Epiretinal membranes (ERM) are among the most common indications for pars plana vitrectomy worldwide and one of the diseases best characterized using OCT imaging [12]. The gold standard of treatment consists of vitrectomy and peeling of the tissue causing distortion of the retina in order to relieve traction and restore the foveal structure and function. The information acquired with iOCT provides surgeons with helpful feedback on both the anatomical position in which to initiate the ERM peeling and on whether the membrane has been removed completely [13,14].
The benefit of iOCT for vitreoretinal surgery has been recently described in the PIONEER (Prospective Intraoperative and Perioperative Ophthalmic Imaging with Optical Coherence Tomography) paper, a large 2-year prospective study conducted by Ehlers and colleagues at the Cleveland Clinic including eyes with various posterior segment diseases treated surgically with the aid of iOCT imaging. The authors employed the Bioptigen SDOIS portable spectral-domain OCT system (Bioptigen, Research Triangle Park, NC, USA) mounted on either a Leica or Zeiss microscope with a custom-designed coupling mechanism compatible with BIOM® as well as contact lens viewing systems. The study reported that in almost half of the procedures, iOCT had impacted the surgeon’s understanding of the surgical configuration and/or procedure, reversing surgical decision making in 13% of cases by revealing residual membranes that escaped the surgeon’s observation [7]. The DISCOVERY (Determination of Feasibility of Intraoperative Spectral Domain Microscope Combined/Integrated OCT Visualization During En Face Retinal and Ophthalmic Surgery) study was another prospective study from the same scientific group including patients who underwent vitreoretinal surgery and iOCT imaging with either the Zeiss Rescan 700, the Leica EnFocus, or the Cole Eye iOCT system [15]. In the study, the percentage of unnoticed epiretinal tissue remnants was even higher, with iOCT showing incompleteness of the procedure in 20% of peeling attempts considered successful and, on the other side, preventing unnecessary maneuvers in 40% of cases by showing the surgeon the absence of any epiretinal tissue leftovers [15].

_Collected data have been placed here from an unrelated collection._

//! DTOs de métricas de flota

use chrono::NaiveDate;
use rust_decimal::Decimal;
use serde::{Deserialize, Serialize};
use uuid::Uuid;

use crate::models::fleet::{FleetSnapshot, MaintenanceAlert};

/// Query params del snapshot. `asOf` por defecto es la fecha del día,
/// pero siempre viaja explícita hacia el agregador.
#[derive(Debug, Deserialize)]
#[serde(rename_all = "camelCase")]
pub struct SnapshotQuery {
    pub as_of: Option<NaiveDate>,
}

/// Query params de las alertas de mantenimiento
#[derive(Debug, Deserialize)]
#[serde(rename_all = "camelCase")]
pub struct AlertsQuery {
    pub as_of: Option<NaiveDate>,
    pub horizon_days: Option<i64>,
}

#[derive(Debug, Serialize)]
#[serde(rename_all = "camelCase")]
pub struct FleetSnapshotResponse {
    pub as_of: NaiveDate,
    pub total_vehicles: i64,
    pub available_vehicles: i64,
    pub in_use_vehicles: i64,
    pub maintenance_vehicles: i64,
    pub offline_vehicles: i64,
    pub utilization_rate: i64,
    pub active_reservations: i64,
    pub pending_maintenance: i64,
    pub overdue_maintenance: i64,
    pub total_revenue: Decimal,
}

impl From<FleetSnapshot> for FleetSnapshotResponse {
    fn from(s: FleetSnapshot) -> Self {
        Self {
            as_of: s.as_of,
            total_vehicles: s.total_vehicles,
            available_vehicles: s.available_vehicles,
            in_use_vehicles: s.in_use_vehicles,
            maintenance_vehicles: s.maintenance_vehicles,
            offline_vehicles: s.offline_vehicles,
            utilization_rate: s.utilization_rate,
            active_reservations: s.active_reservations,
            pending_maintenance: s.pending_maintenance,
            overdue_maintenance: s.overdue_maintenance,
            total_revenue: s.total_revenue,
        }
    }
}

#[derive(Debug, Serialize)]
#[serde(rename_all = "camelCase")]
pub struct MaintenanceAlertResponse {
    pub schedule_id: Uuid,
    pub vehicle_id: Uuid,
    pub service_type: String,
    pub scheduled_date: NaiveDate,
    pub days_until_due: i64,
    pub overdue: bool,
}

impl From<MaintenanceAlert> for MaintenanceAlertResponse {
    fn from(a: MaintenanceAlert) -> Self {
        Self {
            schedule_id: a.schedule_id,
            vehicle_id: a.vehicle_id,
            service_type: a.service_type,
            scheduled_date: a.scheduled_date,
            days_until_due: a.days_until_due,
            overdue: a.overdue,
        }
    }
}
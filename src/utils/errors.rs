//! Sistema de manejo de errores
//!
//! Este módulo define todos los tipos de errores del motor de reservas
//! y su conversión a respuestas HTTP apropiadas. Cada clase de error del
//! dominio produce un código distinto: el conflicto de reserva es un caso
//! frecuente y debe distinguirse de un error de validación.

use axum::{
    http::StatusCode,
    response::{IntoResponse, Response},
    Json,
};
use serde_json::json;
use thiserror::Error;
use tracing::{error, warn};

/// Errores principales de la aplicación
#[derive(Error, Debug)]
pub enum AppError {
    /// Entrada malformada: rango de fechas no positivo, campos de contacto
    /// faltantes. El caller corrige y reintenta manualmente.
    #[error("Validation error: {0}")]
    Validation(String),

    /// El intervalo solicitado ya no está disponible (se perdió la carrera
    /// o falló la re-verificación al confirmar). No se reintenta: el mismo
    /// intervalo volverá a fallar.
    #[error("Conflict: {0}")]
    Conflict(String),

    /// Transición de estado no permitida desde el estado actual.
    /// Indica un bug del caller (estado desactualizado en la UI).
    #[error("Invalid transition: {from} -> {to}")]
    InvalidTransition { from: String, to: String },

    /// Contención transitoria adquiriendo el lock transaccional.
    /// El caller puede reintentar con backoff exponencial acotado.
    #[error("Busy: {0}")]
    Busy(String),

    #[error("Not found: {0}")]
    NotFound(String),

    #[error("Database error: {0}")]
    Database(#[from] sqlx::Error),
}

impl AppError {
    pub fn invalid_transition(from: &str, to: &str) -> Self {
        AppError::InvalidTransition {
            from: from.to_string(),
            to: to.to_string(),
        }
    }

    /// Solo Busy es candidata a reintento automático
    pub fn is_retryable(&self) -> bool {
        matches!(self, AppError::Busy(_))
    }
}

/// Respuesta de error para la API
#[derive(Debug, serde::Serialize)]
struct ErrorResponse {
    error: String,
    message: String,
    #[serde(skip_serializing_if = "Option::is_none")]
    details: Option<serde_json::Value>,
    #[serde(skip_serializing_if = "Option::is_none")]
    code: Option<String>,
}

impl IntoResponse for AppError {
    fn into_response(self) -> Response {
        let (status, error_response) = match self {
            AppError::Validation(msg) => {
                warn!("Validation error: {}", msg);
                (
                    StatusCode::BAD_REQUEST,
                    ErrorResponse {
                        error: "Validation Error".to_string(),
                        message: msg,
                        details: None,
                        code: Some("VALIDATION_ERROR".to_string()),
                    },
                )
            }

            AppError::Conflict(msg) => {
                warn!("Booking conflict: {}", msg);
                (
                    StatusCode::CONFLICT,
                    ErrorResponse {
                        error: "Conflict".to_string(),
                        message: msg,
                        details: Some(json!({
                            "hint": "The requested dates are no longer available, please choose another range"
                        })),
                        code: Some("RESERVATION_CONFLICT".to_string()),
                    },
                )
            }

            AppError::InvalidTransition { from, to } => {
                warn!("Invalid transition: {} -> {}", from, to);
                (
                    StatusCode::UNPROCESSABLE_ENTITY,
                    ErrorResponse {
                        error: "Invalid Transition".to_string(),
                        message: format!("Cannot transition reservation from '{}' to '{}'", from, to),
                        details: Some(json!({ "from": from, "to": to })),
                        code: Some("INVALID_TRANSITION".to_string()),
                    },
                )
            }

            AppError::Busy(msg) => {
                warn!("Lock contention: {}", msg);
                (
                    StatusCode::SERVICE_UNAVAILABLE,
                    ErrorResponse {
                        error: "Busy".to_string(),
                        message: "The vehicle is being booked by another request, please retry".to_string(),
                        details: Some(json!({ "reason": msg })),
                        code: Some("RETRY_LATER".to_string()),
                    },
                )
            }

            AppError::NotFound(msg) => {
                warn!("Resource not found: {}", msg);
                (
                    StatusCode::NOT_FOUND,
                    ErrorResponse {
                        error: "Not Found".to_string(),
                        message: msg,
                        details: None,
                        code: Some("NOT_FOUND".to_string()),
                    },
                )
            }

            AppError::Database(e) => {
                error!("Database error: {}", e);
                (
                    StatusCode::INTERNAL_SERVER_ERROR,
                    ErrorResponse {
                        error: "Database Error".to_string(),
                        message: "An error occurred while accessing the database".to_string(),
                        details: Some(json!({ "sql_error": e.to_string() })),
                        code: Some("DB_ERROR".to_string()),
                    },
                )
            }
        };

        (status, Json(error_response)).into_response()
    }
}

#[cfg(test)]
mod tests {
    use super::*;

    #[test]
    fn test_only_busy_is_retryable() {
        assert!(AppError::Busy("lock timeout".to_string()).is_retryable());
        assert!(!AppError::Validation("bad dates".to_string()).is_retryable());
        assert!(!AppError::Conflict("overlap".to_string()).is_retryable());
        assert!(!AppError::invalid_transition("pending", "active").is_retryable());
    }

    #[test]
    fn test_invalid_transition_message() {
        let err = AppError::invalid_transition("completed", "cancelled");
        assert_eq!(err.to_string(), "Invalid transition: completed -> cancelled");
    }
}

This significant disagreement between the ability of iOCT and the human eye in detecting and determining the completeness of the peeling was further confirmed by other authors. In 2015, Falkner-Radler et al. described residual fragments of ERM or internal limiting membrane (ILM) remnants in almost 90% of patients after the first ERM peeling attempt [16], whereas Leisser and colleagues reported that in 20 cases of ERM surgery, residual tissue was still noticeable with iOCT imaging in 40% of cases, leading to the need for additional peeling to further reduce foveal traction [17].
Moreover, as reported by Kumar et al., iOCT imaging proved particularly helpful for ERM surgery on highly myopic eyes. Indeed, ERM peeling may result in the development of macular holes in myopic eyes with foveoschisis or retinal thinning. Thus, the images provided by iOCT may highlight safer zones to initiate the peeling and help to decide when to end the surgery once the retinal traction is relieved [18,19].
The level of detail provided by iOCT can also help to clarify how the retinal architecture responds to mechanical stretching during peeling procedures, providing more insight into how iatrogenic-induced changes might impact anatomical and visual outcomes. On this matter, Weschta and colleagues recently reported a negative correlation between intraoperative retinal stretching and postoperative thinning of the fovea in eyes undergoing ERM surgery [20].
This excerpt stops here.